## PROBLEM DESCRIPTION
Among the lines below, copy exactly those from the one with "name, used verbatim in the probe URL" through the one with "let rt = tokio::runtime::Runtime::new()", counting both ends.

## MATERIALS PROVIDED

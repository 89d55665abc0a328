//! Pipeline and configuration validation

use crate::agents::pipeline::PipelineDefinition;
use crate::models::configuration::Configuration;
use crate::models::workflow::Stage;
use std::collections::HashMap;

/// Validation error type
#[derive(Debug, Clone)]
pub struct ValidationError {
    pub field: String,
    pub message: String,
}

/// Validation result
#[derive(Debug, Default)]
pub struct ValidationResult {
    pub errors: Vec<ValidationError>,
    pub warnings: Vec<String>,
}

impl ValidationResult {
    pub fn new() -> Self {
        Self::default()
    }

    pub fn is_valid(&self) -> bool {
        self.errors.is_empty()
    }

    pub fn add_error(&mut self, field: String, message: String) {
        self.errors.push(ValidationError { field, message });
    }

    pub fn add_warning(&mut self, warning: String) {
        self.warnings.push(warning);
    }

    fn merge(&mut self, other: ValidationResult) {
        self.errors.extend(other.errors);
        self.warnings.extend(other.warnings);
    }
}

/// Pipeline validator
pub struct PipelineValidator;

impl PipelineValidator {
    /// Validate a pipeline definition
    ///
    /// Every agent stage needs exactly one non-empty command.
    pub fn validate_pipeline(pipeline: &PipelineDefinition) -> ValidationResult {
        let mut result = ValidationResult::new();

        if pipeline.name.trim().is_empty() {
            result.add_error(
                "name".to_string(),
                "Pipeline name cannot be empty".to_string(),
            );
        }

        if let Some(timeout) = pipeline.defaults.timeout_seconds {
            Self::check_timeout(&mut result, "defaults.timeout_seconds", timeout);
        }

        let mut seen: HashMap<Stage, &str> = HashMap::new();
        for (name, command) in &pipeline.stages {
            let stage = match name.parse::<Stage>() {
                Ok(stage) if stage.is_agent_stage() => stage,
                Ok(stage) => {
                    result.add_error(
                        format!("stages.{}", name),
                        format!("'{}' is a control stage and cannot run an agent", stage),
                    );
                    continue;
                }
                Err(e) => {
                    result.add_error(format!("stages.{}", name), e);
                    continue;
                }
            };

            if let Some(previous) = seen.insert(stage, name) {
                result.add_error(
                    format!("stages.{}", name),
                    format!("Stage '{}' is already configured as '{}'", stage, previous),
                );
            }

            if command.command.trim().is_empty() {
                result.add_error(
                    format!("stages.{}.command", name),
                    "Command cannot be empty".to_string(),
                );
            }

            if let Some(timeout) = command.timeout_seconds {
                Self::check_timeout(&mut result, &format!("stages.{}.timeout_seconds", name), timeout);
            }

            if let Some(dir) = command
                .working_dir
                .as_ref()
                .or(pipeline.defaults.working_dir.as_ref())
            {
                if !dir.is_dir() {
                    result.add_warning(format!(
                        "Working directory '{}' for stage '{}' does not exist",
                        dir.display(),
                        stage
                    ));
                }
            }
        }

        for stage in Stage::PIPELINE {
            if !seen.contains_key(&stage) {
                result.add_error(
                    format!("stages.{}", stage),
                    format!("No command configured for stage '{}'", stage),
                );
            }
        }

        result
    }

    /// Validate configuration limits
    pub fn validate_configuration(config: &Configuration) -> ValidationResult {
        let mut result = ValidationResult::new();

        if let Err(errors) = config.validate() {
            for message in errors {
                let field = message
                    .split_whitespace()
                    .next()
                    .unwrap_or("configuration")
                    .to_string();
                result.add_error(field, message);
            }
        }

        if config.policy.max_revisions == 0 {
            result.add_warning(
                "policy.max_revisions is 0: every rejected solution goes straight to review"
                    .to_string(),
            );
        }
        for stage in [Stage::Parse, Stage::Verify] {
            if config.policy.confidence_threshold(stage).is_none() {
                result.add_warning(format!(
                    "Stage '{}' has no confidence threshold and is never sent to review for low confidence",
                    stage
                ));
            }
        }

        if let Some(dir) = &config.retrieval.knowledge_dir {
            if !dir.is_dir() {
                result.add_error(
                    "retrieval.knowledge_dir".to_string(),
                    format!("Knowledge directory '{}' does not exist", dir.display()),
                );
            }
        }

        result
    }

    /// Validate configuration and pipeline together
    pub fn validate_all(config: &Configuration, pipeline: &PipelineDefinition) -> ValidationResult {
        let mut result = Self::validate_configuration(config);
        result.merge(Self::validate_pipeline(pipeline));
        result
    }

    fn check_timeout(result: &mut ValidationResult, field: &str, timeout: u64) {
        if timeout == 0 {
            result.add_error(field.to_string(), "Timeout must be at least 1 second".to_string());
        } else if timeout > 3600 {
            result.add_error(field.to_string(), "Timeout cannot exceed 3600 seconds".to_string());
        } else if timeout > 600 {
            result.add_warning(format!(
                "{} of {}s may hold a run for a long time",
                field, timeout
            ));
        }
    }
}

* * *

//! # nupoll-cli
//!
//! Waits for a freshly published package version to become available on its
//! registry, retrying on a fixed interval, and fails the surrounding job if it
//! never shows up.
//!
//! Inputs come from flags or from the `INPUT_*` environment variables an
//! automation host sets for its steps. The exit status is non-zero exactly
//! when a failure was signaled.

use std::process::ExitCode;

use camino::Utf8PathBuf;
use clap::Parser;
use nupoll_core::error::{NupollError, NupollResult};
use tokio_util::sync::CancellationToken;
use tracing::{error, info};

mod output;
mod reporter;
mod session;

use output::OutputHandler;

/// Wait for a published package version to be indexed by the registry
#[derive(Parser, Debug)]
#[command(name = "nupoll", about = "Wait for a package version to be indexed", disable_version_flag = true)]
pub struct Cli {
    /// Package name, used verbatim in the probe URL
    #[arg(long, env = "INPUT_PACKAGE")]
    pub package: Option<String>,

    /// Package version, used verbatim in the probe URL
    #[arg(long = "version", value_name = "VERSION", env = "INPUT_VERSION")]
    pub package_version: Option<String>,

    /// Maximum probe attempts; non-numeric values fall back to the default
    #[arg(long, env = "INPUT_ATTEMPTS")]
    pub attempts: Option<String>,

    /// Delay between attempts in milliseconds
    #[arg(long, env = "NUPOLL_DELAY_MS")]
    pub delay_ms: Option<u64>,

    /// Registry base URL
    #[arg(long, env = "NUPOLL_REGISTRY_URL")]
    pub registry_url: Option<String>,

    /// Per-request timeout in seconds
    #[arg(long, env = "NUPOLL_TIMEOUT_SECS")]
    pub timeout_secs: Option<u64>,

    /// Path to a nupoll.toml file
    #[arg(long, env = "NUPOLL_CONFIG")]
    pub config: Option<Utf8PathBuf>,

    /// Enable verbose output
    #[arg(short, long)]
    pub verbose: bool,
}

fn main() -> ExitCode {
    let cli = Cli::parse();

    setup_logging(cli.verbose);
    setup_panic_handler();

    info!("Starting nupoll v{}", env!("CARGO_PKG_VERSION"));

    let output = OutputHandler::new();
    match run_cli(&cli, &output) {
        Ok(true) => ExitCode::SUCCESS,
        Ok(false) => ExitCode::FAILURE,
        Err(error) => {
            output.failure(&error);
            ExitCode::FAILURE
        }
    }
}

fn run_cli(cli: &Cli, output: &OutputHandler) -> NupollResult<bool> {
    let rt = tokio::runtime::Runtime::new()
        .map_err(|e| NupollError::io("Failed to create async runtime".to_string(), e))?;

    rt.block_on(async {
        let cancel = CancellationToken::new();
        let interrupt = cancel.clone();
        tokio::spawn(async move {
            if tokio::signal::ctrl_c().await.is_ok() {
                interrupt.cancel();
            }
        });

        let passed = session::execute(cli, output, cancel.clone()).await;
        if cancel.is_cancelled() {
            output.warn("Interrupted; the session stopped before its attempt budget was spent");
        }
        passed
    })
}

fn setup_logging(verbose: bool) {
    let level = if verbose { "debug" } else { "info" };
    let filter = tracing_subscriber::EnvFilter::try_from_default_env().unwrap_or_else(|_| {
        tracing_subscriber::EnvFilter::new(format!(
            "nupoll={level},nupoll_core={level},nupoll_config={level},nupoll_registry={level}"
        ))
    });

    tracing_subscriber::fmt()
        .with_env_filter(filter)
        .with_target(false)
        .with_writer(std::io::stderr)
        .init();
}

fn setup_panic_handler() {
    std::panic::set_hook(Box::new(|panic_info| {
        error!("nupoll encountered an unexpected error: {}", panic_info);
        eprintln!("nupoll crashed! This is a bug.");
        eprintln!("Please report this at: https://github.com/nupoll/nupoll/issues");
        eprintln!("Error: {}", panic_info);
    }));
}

## ANSWER AREA
    /// Package name, used verbatim in the probe URL
    #[arg(long, env = "INPUT_PACKAGE")]
    pub package: Option<String>,

    /// Package version, used verbatim in the probe URL
    #[arg(long = "version", value_name = "VERSION", env = "INPUT_VERSION")]
    pub package_version: Option<String>,

    /// Maximum probe attempts; non-numeric values fall back to the default
    #[arg(long, env = "INPUT_ATTEMPTS")]
    pub attempts: Option<String>,

    /// Delay between attempts in milliseconds
    #[arg(long, env = "NUPOLL_DELAY_MS")]
    pub delay_ms: Option<u64>,

    /// Registry base URL
    #[arg(long, env = "NUPOLL_REGISTRY_URL")]
    pub registry_url: Option<String>,

    /// Per-request timeout in seconds
    #[arg(long, env = "NUPOLL_TIMEOUT_SECS")]
    pub timeout_secs: Option<u64>,

    /// Path to a nupoll.toml file
    #[arg(long, env = "NUPOLL_CONFIG")]
    pub config: Option<Utf8PathBuf>,

    /// Enable verbose output
    #[arg(short, long)]
    pub verbose: bool,
}

fn main() -> ExitCode {
    let cli = Cli::parse();

    setup_logging(cli.verbose);
    setup_panic_handler();

    info!("Starting nupoll v{}", env!("CARGO_PKG_VERSION"));

    let output = OutputHandler::new();
    match run_cli(&cli, &output) {
        Ok(true) => ExitCode::SUCCESS,
        Ok(false) => ExitCode::FAILURE,
        Err(error) => {
            output.failure(&error);
            ExitCode::FAILURE
        }
    }
}

fn run_cli(cli: &Cli, output: &OutputHandler) -> NupollResult<bool> {
    let rt = tokio::runtime::Runtime::new()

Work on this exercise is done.